Concomitant Suppression Of Both Cox-1 And Cox-2 Is Not Sufficient To Cause Gastroenteropathy Associated With Chronic Nsaid Use
Nonsteroidal Anti-Inflammatory Drug (NSAID)
Nonsteroidal anti-inflammatory drugs (NSAIDs) are the most widely used nonaddictive medications for the management of chronic pain and inflammation; however, these drugs are associated with many gastrointestinal and cardiovascular adverse events, including intestinal bleeding, ulceration, stenosis, myocardial infarction, and stroke. It has long been accepted that NSAID enteropathy is an unavoidable consequence of simultaneously inhibiting both cyclooxygenases (COX) -1 and -2 to suppress prostaglandin synthesis. Operating under this assumption, I had developed a novel mouse model of inducible COX-1 + COX-2 deletion to complement our lab’s chronic NSAID exposure model. These COX double-knockout mice exhibited substantially suppressed prostaglandin levels comparable to (and often lower than) those of wildtype mice treated with the nonselective NSAID naproxen. Yet surprisingly, the COX double-knockouts never spontaneously developed any gastrointestinal damage when tracked for an entire year, whereas the naproxen mice consistently exhibit gastric and intestinal lesions and bleeding within 3 weeks.
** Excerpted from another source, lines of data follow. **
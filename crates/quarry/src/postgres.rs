//! PostgreSQL bindings: executors for `tokio_postgres` clients and
//! transactions, a connector for the connection manager, and pool
//! helpers behind the `pool` feature.

use std::future::Future;

use bytes::BytesMut;
use tokio_postgres::NoTls;
use tokio_postgres::types::{IsNull, ToSql, Type, to_sql_checked};

use crate::error::{QuarryError, QuarryResult};
use crate::executor::{ExecOutcome, Executor, Statement};
use crate::manager::{Connect, Connection};
use crate::query::StatementKind;
use crate::row::Row;
use crate::value::Value;

impl ToSql for Value {
    fn to_sql(
        &self,
        ty: &Type,
        out: &mut BytesMut,
    ) -> Result<IsNull, Box<dyn std::error::Error + Sync + Send>> {
        match self {
            Value::Null => Ok(IsNull::Yes),
            Value::Bool(v) => v.to_sql(ty, out),
            Value::Int(v) => {
                // Narrow to the column's width; a value outside the
                // column's range is an error, never a silent wrap.
                if *ty == Type::INT2 {
                    let narrow = i16::try_from(*v)
                        .map_err(|_| format!("integer {v} out of range for INT2"))?;
                    narrow.to_sql(ty, out)
                } else if *ty == Type::INT4 {
                    let narrow = i32::try_from(*v)
                        .map_err(|_| format!("integer {v} out of range for INT4"))?;
                    narrow.to_sql(ty, out)
                } else {
                    v.to_sql(ty, out)
                }
            }
            Value::Float(v) => {
                if *ty == Type::FLOAT4 {
                    let narrow = *v as f32;
                    if v.is_finite() && !narrow.is_finite() {
                        return Err(format!("float {v} out of range for FLOAT4").into());
                    }
                    narrow.to_sql(ty, out)
                } else {
                    v.to_sql(ty, out)
                }
            }
            Value::Text(v) => v.to_sql(ty, out),
            Value::Bytes(v) => v.to_sql(ty, out),
            Value::Timestamp(v) => v.to_sql(ty, out),
        }
    }

    fn accepts(_ty: &Type) -> bool {
        true
    }

    to_sql_checked!();
}

fn convert_cell(
    row: &tokio_postgres::Row,
    idx: usize,
    ty: &Type,
    name: &str,
) -> QuarryResult<Value> {
    fn get<'r, T>(row: &'r tokio_postgres::Row, idx: usize, name: &str) -> QuarryResult<Option<T>>
    where
        T: tokio_postgres::types::FromSql<'r>,
    {
        row.try_get(idx)
            .map_err(|e| QuarryError::decode(name, e.to_string()))
    }

    let value = if *ty == Type::BOOL {
        get::<bool>(row, idx, name)?.map(Value::Bool)
    } else if *ty == Type::INT2 {
        get::<i16>(row, idx, name)?.map(|v| Value::Int(v as i64))
    } else if *ty == Type::INT4 {
        get::<i32>(row, idx, name)?.map(|v| Value::Int(v as i64))
    } else if *ty == Type::INT8 {
        get::<i64>(row, idx, name)?.map(Value::Int)
    } else if *ty == Type::FLOAT4 {
        get::<f32>(row, idx, name)?.map(|v| Value::Float(v as f64))
    } else if *ty == Type::FLOAT8 {
        get::<f64>(row, idx, name)?.map(Value::Float)
    } else if *ty == Type::TEXT || *ty == Type::VARCHAR || *ty == Type::BPCHAR || *ty == Type::NAME
    {
        get::<String>(row, idx, name)?.map(Value::Text)
    } else if *ty == Type::BYTEA {
        get::<Vec<u8>>(row, idx, name)?.map(Value::Bytes)
    } else if *ty == Type::TIMESTAMPTZ {
        get::<chrono::DateTime<chrono::Utc>>(row, idx, name)?.map(Value::Timestamp)
    } else if *ty == Type::TIMESTAMP {
        get::<chrono::NaiveDateTime>(row, idx, name)?.map(|v| Value::Timestamp(v.and_utc()))
    } else if *ty == Type::UUID {
        get::<uuid::Uuid>(row, idx, name)?.map(|v| Value::Text(v.to_string()))
    } else if *ty == Type::JSON || *ty == Type::JSONB {
        get::<serde_json::Value>(row, idx, name)?.map(|v| Value::Text(v.to_string()))
    } else {
        return Err(QuarryError::unmapped(format!(
            "column '{name}' of type {ty}"
        )));
    };
    Ok(value.unwrap_or(Value::Null))
}

fn convert_row(row: &tokio_postgres::Row) -> QuarryResult<Row> {
    let mut out = Row::new();
    for (idx, column) in row.columns().iter().enumerate() {
        let name = column.name();
        out.push(name, convert_cell(row, idx, column.type_(), name)?);
    }
    Ok(out)
}

// Send-bounded facade over the driver's query surface; the driver's own
// GenericClient futures carry no Send bound.
trait PgClient: Sync {
    fn query_rows(
        &self,
        sql: &str,
        params: &[&(dyn ToSql + Sync)],
    ) -> impl Future<Output = Result<Vec<tokio_postgres::Row>, tokio_postgres::Error>> + Send;

    fn execute_sql(
        &self,
        sql: &str,
        params: &[&(dyn ToSql + Sync)],
    ) -> impl Future<Output = Result<u64, tokio_postgres::Error>> + Send;
}

impl PgClient for tokio_postgres::Client {
    async fn query_rows(
        &self,
        sql: &str,
        params: &[&(dyn ToSql + Sync)],
    ) -> Result<Vec<tokio_postgres::Row>, tokio_postgres::Error> {
        self.query(sql, params).await
    }

    async fn execute_sql(
        &self,
        sql: &str,
        params: &[&(dyn ToSql + Sync)],
    ) -> Result<u64, tokio_postgres::Error> {
        self.execute(sql, params).await
    }
}

impl PgClient for tokio_postgres::Transaction<'_> {
    async fn query_rows(
        &self,
        sql: &str,
        params: &[&(dyn ToSql + Sync)],
    ) -> Result<Vec<tokio_postgres::Row>, tokio_postgres::Error> {
        self.query(sql, params).await
    }

    async fn execute_sql(
        &self,
        sql: &str,
        params: &[&(dyn ToSql + Sync)],
    ) -> Result<u64, tokio_postgres::Error> {
        self.execute(sql, params).await
    }
}

async fn run_statement<C>(client: &C, statement: &Statement) -> QuarryResult<ExecOutcome>
where
    C: PgClient,
{
    let params: Vec<&(dyn ToSql + Sync)> = statement
        .params
        .iter()
        .map(|p| &p.value as &(dyn ToSql + Sync))
        .collect();
    match statement.kind {
        StatementKind::Select | StatementKind::Count => {
            let pg_rows = client.query_rows(&statement.sql, &params).await?;
            let mut rows = Vec::with_capacity(pg_rows.len());
            for row in &pg_rows {
                rows.push(convert_row(row)?);
            }
            let affected = rows.len() as u64;
            Ok(ExecOutcome {
                rows,
                affected,
                last_insert_id: None,
            })
        }
        _ => {
            // Postgres reports no engine-assigned key without RETURNING,
            // which the query model does not emit.
            let affected = client.execute_sql(&statement.sql, &params).await?;
            Ok(ExecOutcome {
                rows: Vec::new(),
                affected,
                last_insert_id: None,
            })
        }
    }
}

impl Executor for tokio_postgres::Client {
    async fn run(&self, statement: &Statement) -> QuarryResult<ExecOutcome> {
        run_statement(self, statement).await
    }
}

impl Executor for tokio_postgres::Transaction<'_> {
    async fn run(&self, statement: &Statement) -> QuarryResult<ExecOutcome> {
        run_statement(self, statement).await
    }
}

#[cfg(feature = "pool")]
impl Executor for deadpool_postgres::Client {
    async fn run(&self, statement: &Statement) -> QuarryResult<ExecOutcome> {
        let client: &tokio_postgres::Client = self;
        run_statement(client, statement).await
    }
}

/// A managed connection: the client plus liveness for the manager.
pub struct PgConnection {
    client: tokio_postgres::Client,
}

impl PgConnection {
    pub fn client(&self) -> &tokio_postgres::Client {
        &self.client
    }
}

impl Connection for PgConnection {
    fn is_connected(&self) -> bool {
        !self.client.is_closed()
    }
}

impl Executor for PgConnection {
    async fn run(&self, statement: &Statement) -> QuarryResult<ExecOutcome> {
        run_statement(&self.client, statement).await
    }
}

/// Opens plaintext connections and drives each connection task in the
/// background.
pub struct PgConnector;

impl Connect for PgConnector {
    type Conn = PgConnection;

    async fn connect(&self, conn_string: &str) -> QuarryResult<PgConnection> {
        let (client, connection) = tokio_postgres::connect(conn_string, NoTls).await?;
        tokio::spawn(async move {
            if let Err(e) = connection.await {
                #[cfg(feature = "tracing")]
                tracing::warn!(target: "quarry::postgres", error = %e, "connection task ended");
                #[cfg(not(feature = "tracing"))]
                let _ = e;
            }
        });
        Ok(PgConnection { client })
    }
}

/// Create a deadpool-backed pool from a connection URL.
#[cfg(feature = "pool")]
pub fn create_pool(conn_string: &str, max_size: usize) -> QuarryResult<deadpool_postgres::Pool> {
    let mut config = deadpool_postgres::Config::new();
    config.url = Some(conn_string.to_string());
    config.pool = Some(deadpool_postgres::PoolConfig::new(max_size));
    Ok(config.create_pool(Some(deadpool_postgres::Runtime::Tokio1), NoTls)?)
}

#[cfg(test)]
mod tests {
    use super::*;

    #[test]
    fn null_binds_as_sql_null() {
        let mut buf = BytesMut::new();
        let result = Value::Null.to_sql(&Type::INT8, &mut buf).unwrap();
        assert!(matches!(result, IsNull::Yes));
        assert!(buf.is_empty());
    }

    #[test]
    fn int_narrows_to_column_width() {
        let mut wide = BytesMut::new();
        Value::Int(7).to_sql(&Type::INT8, &mut wide).unwrap();
        assert_eq!(wide.len(), 8);

        let mut narrow = BytesMut::new();
        Value::Int(7).to_sql(&Type::INT4, &mut narrow).unwrap();
        assert_eq!(narrow.len(), 4);
    }

    #[test]
    fn int_out_of_column_range_is_an_error() {
        let mut buf = BytesMut::new();
        let err = Value::Int(70_000).to_sql(&Type::INT2, &mut buf).err().unwrap();
        assert!(err.to_string().contains("out of range"));

        let mut buf = BytesMut::new();
        let err = Value::Int(i64::from(i32::MAX) + 1)
            .to_sql(&Type::INT4, &mut buf)
            .err()
            .unwrap();
        assert!(err.to_string().contains("out of range"));

        let mut buf = BytesMut::new();
        Value::Int(70_000).to_sql(&Type::INT4, &mut buf).unwrap();
        assert_eq!(buf.len(), 4);
    }

    #[test]
    fn float_overflowing_float4_is_an_error() {
        let mut buf = BytesMut::new();
        let err = Value::Float(1e300).to_sql(&Type::FLOAT4, &mut buf).err().unwrap();
        assert!(err.to_string().contains("out of range"));

        let mut buf = BytesMut::new();
        Value::Float(1.5).to_sql(&Type::FLOAT4, &mut buf).unwrap();
        assert_eq!(buf.len(), 4);
    }

    #[test]
    fn text_binds_as_utf8() {
        let mut buf = BytesMut::new();
        Value::Text("ada".into()).to_sql(&Type::TEXT, &mut buf).unwrap();
        assert_eq!(&buf[..], b"ada");
    }
}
Moreover, upon administering naproxen to the COX double-knockout mice, they do develop gastroenteropathy, despite lacking the intended drug target and exhibiting no change in prostaglandin levels from baseline. The same pattern is observed when these mice are treated with phenylpropionic acid, a compound that bears a similar structure to naproxen yet has no COX activity. These results challenge the prevailing dogma that attributes NSAID enteropathy to prostaglandin inhibition, robustly demonstrating that prolonged suppression of prostaglandin synthesis alone is not sufficient to induce gastrointestinal damage. Rather, mechanisms specific to the drug (including topical irritation of the intestinal epithelium, mitochondrial dysfunction, enterohepatic recirculation, and prolonged exposure to bile acids) appear to be required as the dominant insult or a double-hit. With a better understanding of how NSAIDs elicit intestinal damage, these studies ultimately aim to improve enteric NSAID tolerance in patients. They may afford insights that allow for the design of safer pharmaceuticals or drug combinations that widen the therapeutic index of a commonly consumed class of drugs.